В свою очередь анемию Аддисона – Бирмера нужно отличать от других пернициозных анемий – агастрической анемии, возникающей после операции резекции желудка, анемии при длительных колитах, анемии беременных и возникающей при инвазии некоторыми глистами, например широким лентецом.

Лечение заключается во введении витамина В12 до 500 мкг вместе с приемом фолиевой кислоты и витамина С. Доза подбирается в зависимости от тяжести болезни. Внутрь также назначают препараты, содержащие железо. После таких лечебных мероприятий явления во рту исчезают очень быстро, поэтому специфического местного лечения в полости рта не нужно, кроме санации и полосканий обезболивающими растворами.

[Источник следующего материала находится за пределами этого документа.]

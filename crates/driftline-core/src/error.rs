use thiserror::Error;

/// Server-assigned code for "could not parse an event frame".
pub const CODE_CANT_PARSE_EVENT: i32 = 1000;
/// Server-assigned code for "could not parse the connection ack".
pub const CODE_CANT_PARSE_CONNECTION_EVENT: i32 = 1004;
/// Synthetic code for transport-level failures (close, I/O error).
pub const CODE_SOCKET_FAILURE: i32 = 1005;

/// Errors surfaced by the connection core.
///
/// Clone is required: a single failure fans out to every registered
/// listener.
#[derive(Debug, Clone, Error, PartialEq, Eq)]
pub enum ChatError {
    #[error("server error {code} (http {status_code}): {message}")]
    Network {
        code: i32,
        message: String,
        status_code: i32,
    },

    #[error("first frame did not decode as a connection ack")]
    CantParseConnectionEvent,

    #[error("failed to decode event frame: {0}")]
    CantParseEvent(String),

    #[error("socket failure: {0}")]
    Socket(String),

    #[error("invalid connection url: {0}")]
    InvalidUrl(String),

    #[error("serialization failed: {0}")]
    Serialization(String),
}

impl ChatError {
    /// Protocol error code carried by this error, where one applies.
    pub fn code(&self) -> i32 {
        match self {
            Self::Network { code, .. } => *code,
            Self::CantParseConnectionEvent => CODE_CANT_PARSE_CONNECTION_EVENT,
            Self::CantParseEvent(_) => CODE_CANT_PARSE_EVENT,
            Self::Socket(_) => CODE_SOCKET_FAILURE,
            Self::InvalidUrl(_) | Self::Serialization(_) => 0,
        }
    }
}
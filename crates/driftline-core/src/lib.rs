//! Domain models, event vocabulary, and error taxonomy for the Driftline
//! chat SDK. This crate is transport-agnostic: everything that touches a
//! socket lives in `driftline-client`.

pub mod error;
pub mod events;
pub mod models;

pub use error::ChatError;
pub use events::{event_types, ChatEvent, EventPayload};
pub use models::{Channel, FilterObject, Member, Message, Reaction, User, MESSAGE_TYPE_SYSTEM};
/// Build the typed payload for a known discriminator.
///
/// Returns `None` when the discriminator is unknown or a required field is
/// missing; the caller keeps the raw frame as an unknown event.
#[allow(clippy::too_many_lines)]
fn decode_payload(event_type: &str, f: WireFields) -> Option<EventPayload> {
    use event_types as t;
    let payload = match event_type {
        t::HEALTH_CHECK => EventPayload::Health {
            connection_id: f.connection_id,
        },
        t::MESSAGE_NEW => EventPayload::NewMessage {
            cid: f.cid?,
            user: f.user?,
            message: f.message?,
            watcher_count: f.watcher_count,
            total_unread_count: f.total_unread_count,
            unread_channels: f.unread_channels,
        },
        t::MESSAGE_UPDATED => EventPayload::MessageUpdated {
            cid: f.cid?,
            user: f.user?,
            message: f.message?,
        },
        t::MESSAGE_DELETED => EventPayload::MessageDeleted {
            cid: f.cid?,
            user: f.user,
            message: f.message?,
        },
        t::MESSAGE_READ => EventPayload::MessageRead {
            cid: f.cid?,
            user: f.user?,
            watcher_count: f.watcher_count,
        },
        t::TYPING_START => EventPayload::TypingStart {
            cid: f.cid?,
            user: f.user?,
        },
        t::TYPING_STOP => EventPayload::TypingStop {
            cid: f.cid?,
            user: f.user?,
        },
        t::REACTION_NEW => EventPayload::ReactionNew {
            cid: f.cid?,
            user: f.user?,
            message: f.message?,
            reaction: f.reaction?,
        },
        t::REACTION_DELETED => EventPayload::ReactionDeleted {
            cid: f.cid?,
            user: f.user?,
            message: f.message?,
            reaction: f.reaction?,
        },
        t::MEMBER_ADDED => EventPayload::MemberAdded {
            cid: f.cid?,
            member: f.member?,
        },
        t::MEMBER_REMOVED => EventPayload::MemberRemoved {
            cid: f.cid?,
            user: f.user?,
        },
        t::CHANNEL_UPDATED => EventPayload::ChannelUpdated {
            cid: f.cid?,
            channel: f.channel?,
            message: f.message,
        },
        t::CHANNEL_DELETED => EventPayload::ChannelDeleted {
            cid: f.cid?,
            channel: f.channel?,
            user: f.user,
        },
        t::CHANNEL_HIDDEN => EventPayload::ChannelHidden {
            cid: f.cid?,
            user: f.user,
            clear_history: f.clear_history.unwrap_or(false),
        },
        t::CHANNEL_VISIBLE => EventPayload::ChannelVisible {
            cid: f.cid?,
            user: f.user?,
        },
        t::CHANNEL_TRUNCATED => EventPayload::ChannelTruncated {
            cid: f.cid?,
            channel: f.channel?,
            user: f.user,
        },
        t::USER_PRESENCE_CHANGED => EventPayload::UserPresenceChanged { user: f.user? },
        t::USER_WATCHING_START => EventPayload::UserStartWatching {
            cid: f.cid?,
            user: f.user?,
            watcher_count: f.watcher_count?,
        },
        t::USER_WATCHING_STOP => EventPayload::UserStopWatching {
            cid: f.cid?,
            user: f.user?,
            watcher_count: f.watcher_count?,
        },
        t::NOTIFICATION_MESSAGE_NEW => EventPayload::NotificationMessageNew {
            cid: f.cid?,
            user: f.user?,
            message: f.message?,
            total_unread_count: f.total_unread_count,
            unread_channels: f.unread_channels,
        },
        t::NOTIFICATION_ADDED_TO_CHANNEL => EventPayload::NotificationAddedToChannel {
            cid: f.cid?,
            channel: f.channel,
        },
        t::NOTIFICATION_REMOVED_FROM_CHANNEL => EventPayload::NotificationRemovedFromChannel {
            cid: f.cid?,
            user: f.user?,
        },
        t::NOTIFICATION_CHANNEL_DELETED => EventPayload::NotificationChannelDeleted {
            cid: f.cid?,
            channel: f.channel?,
            user: f.user,
        },
        t::NOTIFICATION_MARK_READ => EventPayload::NotificationMarkRead {
            cid: f.cid?,
            user: f.user?,
            total_unread_count: f.total_unread_count,
            unread_channels: f.unread_channels,
        },
        _ => return None,
    };
    Some(payload)
}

В механизме развития гипохромной железодефицитной анемии, а также постгеморрагической, ахлоргидритической, которые развиваются при анацидных гастритах, позднем хлорозе лежит нехватка микроэлемента железа по разным причинам – недостаточное его поступление с едой, кровотечения, вызывающие его потерю, нарушения его усвоения и процессов обмена железа в организме.

Во рту железодефицитная анемия проявляется изменениями в твердых тканях зубов – они утрачивают свой характерный блеск, приобретают хрупкость, развивается их повышенная стираемость, возможен множественный кариес. Пациенты предьявляют жалобы на боль и чувство жжения в языке, губах, по всему рту во время еды, сухость во рту. При внешнем осмотре слизистая рта бледная, немного увлажнена. Язык имеет отечность, его размеры больше обычного, в углах рта возможны трещины. Пациенты с поздним хлорозом кроме всех перечисленных симптомов имеют резко измененные вкусовые ощущения, так возникает желание употреблять в пищу мел и пр. Для диагностики кроме внешнего осмотра и сбора жалоб имеет значение анализ крови и общее обследование организма больного.

Лечение назначает гематолог. Для терапии применяют препараты железа, витамины группы В, стимуляторы эритропоэза. Местное лечение симптоматическое.